In 1920, Bulova moved to 580 Fifth Avenue, where it engaged in the ambitious project of building the first observatory to ever be constructed on the top of a skyscraper. Ambitious because, although it was now high above the heat radiation levels of the ground which disturb optical clarity in telescopes, it would be subject to the movement of the building. This oscillation in tall buildings is necessary to maintain the integrity of the structure against the forces of nature. Much technical evaluation had to be done to mitigate the natural movement of the building but eventually the observatory was taking highly precise readings of the speed of rotation of the earth, the measurement of sidereal time. In conjunction with the quartz clock at the Bell Laboratories, it was eventually determined that the earth did not rotate at a uniform speed; the definition of the second was fatally flawed, it meant nothing. We now needed a new definition for the fundamental unit of time. It would be another forty years before the world accepted that new definition.

In the early days of watch making, for Bulova as with other manufacturers, the individual components of a watch movement were all made by hand. Each watch was built individually with many adjustments and corrections being made to the components as they were being assembled and tested. The process was time consuming and costly, not only during the manufacturing phase but also afterwards, for maintenance and repair. If a watch needed a new part, it had to be hand crafted and refined to fit the individual watch under repair. This not only added to the cost of manufacture but also made the after sales servicing of watches very expensive and time consuming.
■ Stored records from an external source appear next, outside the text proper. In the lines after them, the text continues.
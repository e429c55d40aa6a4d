//! Synthetic data served whenever live data is unconfigured or unavailable.
//!
//! The demo game is a fourth quarter against the Jets. Its shape never
//! changes between ticks; only the clock and a little win-probability jitter
//! move, so the trend line keeps drawing while nothing is live.

use chrono::Utc;
use rand::Rng;
use std::time::Duration;

use crate::config::{TelemetryConfig, TrackedTeam};
use crate::models::{
    GameSnapshot, GameStatus, PlayerBio, PlayerQuery, RosterEntry, ScoreLine, ScoringPlay,
    Situation, StandingsEntry, StatLine,
};
use crate::resolver::win_probability::normalize_win_probability;

const DEMO_OPPONENT: &str = "NYJ";
const DEMO_BASE_PROBABILITY: f64 = 82.0;
const DEMO_JITTER: f64 = 2.5;
const DEMO_QUARTER_START_SECS: u64 = 12 * 60;

/// The demo clock runs one poll interval per tick, at least a second.
fn demo_clock(tick: u64, step: Duration) -> String {
    let step = step.as_secs().max(1) % DEMO_QUARTER_START_SECS;
    let elapsed = (tick % DEMO_QUARTER_START_SECS) * step % DEMO_QUARTER_START_SECS;
    let remaining = DEMO_QUARTER_START_SECS - elapsed;
    format!("{:02}:{:02}", remaining / 60, remaining % 60)
}

pub fn demo_scoring_plays(team: &TrackedTeam) -> Vec<ScoringPlay> {
    let play = |period: u8, clock: &str, abbr: &str, kind: &str, text: &str, home: i32, away: i32| {
        ScoringPlay {
            period,
            clock: clock.to_string(),
            team_abbr: abbr.to_string(),
            kind: kind.to_string(),
            text: text.to_string(),
            home_score: home,
            away_score: away,
        }
    };
    vec![
        play(1, "08:22", &team.abbr, "FG", "Joey Slye 42 Yd Field Goal", 3, 0),
        play(2, "12:45", DEMO_OPPONENT, "TD", "B. Hall 12 Yd Run", 3, 7),
        play(3, "04:10", &team.abbr, "TD", "D. Maye 4 Yd Run", 10, 7),
        play(4, "14:10", &team.abbr, "TD", "H. Henry 15 Yd Pass From D. Maye", 17, 7),
    ]
}

/// Canonical demo snapshot for poll tick `tick`.
pub fn demo_snapshot(tick: u64, config: &TelemetryConfig) -> GameSnapshot {
    let team = &config.team;
    let jitter = rand::thread_rng().gen_range(-DEMO_JITTER..=DEMO_JITTER);
    let (home, away) = (17, 7);

    GameSnapshot {
        game_id: None,
        status: GameStatus::Demo,
        is_live: false,
        status_detail: "DEMO FEED • WEEK 17".to_string(),
        clock: demo_clock(tick, config.poll_interval),
        period: 4,
        score: ScoreLine {
            home,
            away,
            home_abbr: team.abbr.clone(),
            away_abbr: DEMO_OPPONENT.to_string(),
        },
        situation: Situation {
            down: 1,
            distance: 10,
            yard_line: format!("{} 25", DEMO_OPPONENT),
            possession_team_id: Some(team.id.clone()),
            last_play_text: "D. Maye pass short right to H. Henry for 12 yards".to_string(),
        },
        win_probability: normalize_win_probability(
            DEMO_BASE_PROBABILITY + jitter,
            home,
            away,
            true,
            config.sensitivity_k,
        ),
        tracked_is_home: true,
        drive_time: Some("04:12".to_string()),
        betting_line: None,
        scoring_plays: demo_scoring_plays(team),
        fetched_at: Utc::now(),
    }
}

/// The demo snapshot, labeled as a stand-in for a failed upstream.
pub fn offline_snapshot(tick: u64, config: &TelemetryConfig) -> GameSnapshot {
    GameSnapshot {
        status: GameStatus::Offline,
        status_detail: "STANDBY: UPLINK LOST".to_string(),
        ..demo_snapshot(tick, config)
    }
}

pub fn no_active_game(team: &TrackedTeam) -> GameSnapshot {
    GameSnapshot {
        game_id: None,
        status: GameStatus::NoActiveGame,
        is_live: false,
        status_detail: "NO ACTIVE GAME".to_string(),
        clock: "00:00".to_string(),
        period: 0,
        score: ScoreLine {
            home: 0,
            away: 0,
            home_abbr: team.abbr.clone(),
            away_abbr: "TBD".to_string(),
        },
        situation: Situation::default(),
        win_probability: 50.0,
        tracked_is_home: true,
        drive_time: None,
        betting_line: None,
        scoring_plays: Vec::new(),
        fetched_at: Utc::now(),
    }
}

/// (id, position, name, jersey)
const DEMO_ROSTER: [(&str, &str, &str, &str); 4] = [
    ("4431452", "QB", "Drake Maye", "10"),
    ("4569173", "RB", "Rhamondre Stevenson", "38"),
    ("4428718", "WR", "Ja'Lynn Polk", "1"),
    ("3046439", "TE", "Hunter Henry", "85"),
];

pub fn demo_roster() -> Vec<RosterEntry> {
    DEMO_ROSTER
        .iter()
        .map(|(id, position, name, _)| RosterEntry {
            id: id.to_string(),
            position: position.to_string(),
            name: name.to_string(),
        })
        .collect()
}

/// Demo bio for roster players, placeholder for anyone else.
pub fn demo_bio(query: &PlayerQuery) -> PlayerBio {
    match DEMO_ROSTER.iter().find(|(id, ..)| *id == query.id) {
        Some((id, position, name, jersey)) => PlayerBio {
            id: id.to_string(),
            name: name.to_string(),
            position: position.to_string(),
            jersey: Some(jersey.to_string()),
            height: None,
            weight: None,
            age: None,
            experience_years: None,
            college: None,
            stats: vec![StatLine {
                label: "FEED".to_string(),
                value: "DEMO".to_string(),
            }],
        },
        None => PlayerBio::placeholder(query),
    }
}

pub fn demo_standings(team: &TrackedTeam) -> Vec<StandingsEntry> {
    let entry = |abbr: &str, name: &str, wins: u32, losses: u32| StandingsEntry {
        team_abbr: abbr.to_string(),
        team_name: name.to_string(),
        wins,
        losses,
        ties: 0,
    };
    let tracked_name = if team.is_abbr("NE") {
        "New England Patriots".to_string()
    } else {
        team.abbr.clone()
    };
    vec![
        entry(&team.abbr, &tracked_name, 11, 5),
        entry("BUF", "Buffalo Bills", 10, 6),
        entry("MIA", "Miami Dolphins", 7, 9),
        entry(DEMO_OPPONENT, "New York Jets", 4, 12),
    ]
}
Following on with the company’s pioneering and innovative spirit, which was to become its culture, in 1923, Bulova perfected a new technique in watch manufacturing, the standardization of all parts. Because each part was now built to an exacting specification of within one ten thousandth of an inch, the parts could be freely interchanged with any other Bulova watch of the same model. Bulova had driven a revolution in the watch industry, the rapid and low cost manufacturing, servicing and repair of watches. Other watch making companies quickly tried to change their manufacturing processes in competition with Bulova, but they were too late, Bulova was already ahead and now unstoppable.